1 livre récent : le Rapport de Broddeck, de Philippe Claudel. J'aurais pu en mettre un autre de Claudel, à la rigueur, l'important étant de lire Claudel, mais le Rapport de Broddeck, par sa profondeur, sa simplicité, sa construction hallucinante (on se demande comment un cerveau humain peut construire un ensemble aussi bordélique tout en faisant en sorte que ce soit hyper cohérent) sort du lot, selon moi.

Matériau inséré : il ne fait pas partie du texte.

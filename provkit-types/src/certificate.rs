//! Device certificate as reported by the configuration menu

use std::fmt;

use crate::error::{Error, Result};

/// First line of a PEM certificate
pub const BEGIN_MARKER: &str = "-----BEGIN CERTIFICATE-----";

/// Last line of a PEM certificate
pub const END_MARKER: &str = "-----END CERTIFICATE-----";

/// PEM-encoded X.509 certificate
///
/// The content between the markers is kept opaque. Lines are normalized to
/// `\n` endings and the text always ends with a newline after the end marker.
#[derive(Debug, Clone, PartialEq, Eq)]
pub struct Certificate {
    pem: String,
}

impl Certificate {
    /// Check if a line opens a certificate
    pub fn is_begin_line(line: &str) -> bool {
        line.starts_with(BEGIN_MARKER)
    }

    /// Check if a line closes a certificate
    pub fn is_end_line(line: &str) -> bool {
        line.starts_with(END_MARKER)
    }

    /// Parse PEM text
    pub fn from_pem(text: &str) -> Result<Self> {
        Self::from_lines(text.lines())
    }

    /// Assemble a certificate from the lines of a device reply
    ///
    /// Line terminators are stripped; blank lines are skipped.
    pub fn from_lines<I, S>(lines: I) -> Result<Self>
    where
        I: IntoIterator<Item = S>,
        S: AsRef<str>,
    {
        let lines: Vec<String> = lines
            .into_iter()
            .map(|line| line.as_ref().trim_end_matches(['\r', '\n']).to_string())
            .filter(|line| !line.trim().is_empty())
            .collect();

        match (lines.first(), lines.last()) {
            (Some(first), Some(last)) if Self::is_begin_line(first) && Self::is_end_line(last) => {}
            (Some(first), _) if !Self::is_begin_line(first) => {
                return Err(Error::Parse(format!(
                    "certificate does not start with {}",
                    BEGIN_MARKER
                )));
            }
            _ => {
                return Err(Error::Parse(format!("certificate is missing {}", END_MARKER)));
            }
        }

        if lines.len() < 3 {
            return Err(Error::Parse("certificate has no body".into()));
        }

        let mut pem = lines.join("\n");
        pem.push('\n');
        Ok(Self { pem })
    }

    /// Full PEM text, markers included
    pub fn as_pem(&self) -> &str {
        &self.pem
    }

    /// Base64 body lines between the markers
    pub fn body_lines(&self) -> impl Iterator<Item = &str> {
        let lines: Vec<&str> = self.pem.lines().collect();
        let end = lines.len().saturating_sub(1);
        lines.into_iter().take(end).skip(1)
    }

    pub fn into_pem(self) -> String {
        self.pem
    }
}

impl fmt::Display for Certificate {
    fn fmt(&self, f: &mut fmt::Formatter<'_>) -> fmt::Result {
        f.write_str(&self.pem)
    }
}

#[cfg(test)]
mod tests {
    use super::*;
    use pretty_assertions::assert_eq;

    const PEM: &str = "-----BEGIN CERTIFICATE-----\r\n\
                       MIICnDCCAYSgAwIBAgIVAK0zcwFkjFYB\r\n\
                       CwUAME0xSzBJBgNVBAsMQkFtYXpvbiBX\r\n\
                       -----END CERTIFICATE-----\r\n";

    #[test]
    fn test_from_pem_normalizes_line_endings() {
        let cert = Certificate::from_pem(PEM).unwrap();
        assert_eq!(
            cert.as_pem(),
            "-----BEGIN CERTIFICATE-----\n\
             MIICnDCCAYSgAwIBAgIVAK0zcwFkjFYB\n\
             CwUAME0xSzBJBgNVBAsMQkFtYXpvbiBX\n\
             -----END CERTIFICATE-----\n"
        );
    }

    #[test]
    fn test_body_lines() {
        let cert = Certificate::from_pem(PEM).unwrap();
        let body: Vec<&str> = cert.body_lines().collect();
        assert_eq!(
            body,
            vec!["MIICnDCCAYSgAwIBAgIVAK0zcwFkjFYB", "CwUAME0xSzBJBgNVBAsMQkFtYXpvbiBX"]
        );
    }

    #[test]
    fn test_missing_markers() {
        assert!(Certificate::from_pem("MIICnDCC\n-----END CERTIFICATE-----\n").is_err());
        assert!(Certificate::from_pem("-----BEGIN CERTIFICATE-----\nMIICnDCC\n").is_err());
        assert!(Certificate::from_pem("").is_err());
    }

    #[test]
    fn test_empty_body() {
        let result =
            Certificate::from_pem("-----BEGIN CERTIFICATE-----\n-----END CERTIFICATE-----\n");
        assert!(result.is_err());
    }

    #[test]
    fn test_marker_lines() {
        assert!(Certificate::is_begin_line("-----BEGIN CERTIFICATE-----\r\n"));
        assert!(!Certificate::is_begin_line("> -----BEGIN CERTIFICATE-----"));
        assert!(Certificate::is_end_line("-----END CERTIFICATE-----\r\n"));
    }
}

Un livre qui traite de manière générale nos rapports avec l'autre.

1 livre de SFF : la Horde du Contrevent, d'Alain Damasio, ni fantasy, ni science-fiction, une vraie merveille pour ceux qui aiment la littérature de l'imaginaire. La Horde du Contrevent est mon livre du genre préféré, une vraie merveille. (Tolkien est hors-catégorie, bien sûr ;)).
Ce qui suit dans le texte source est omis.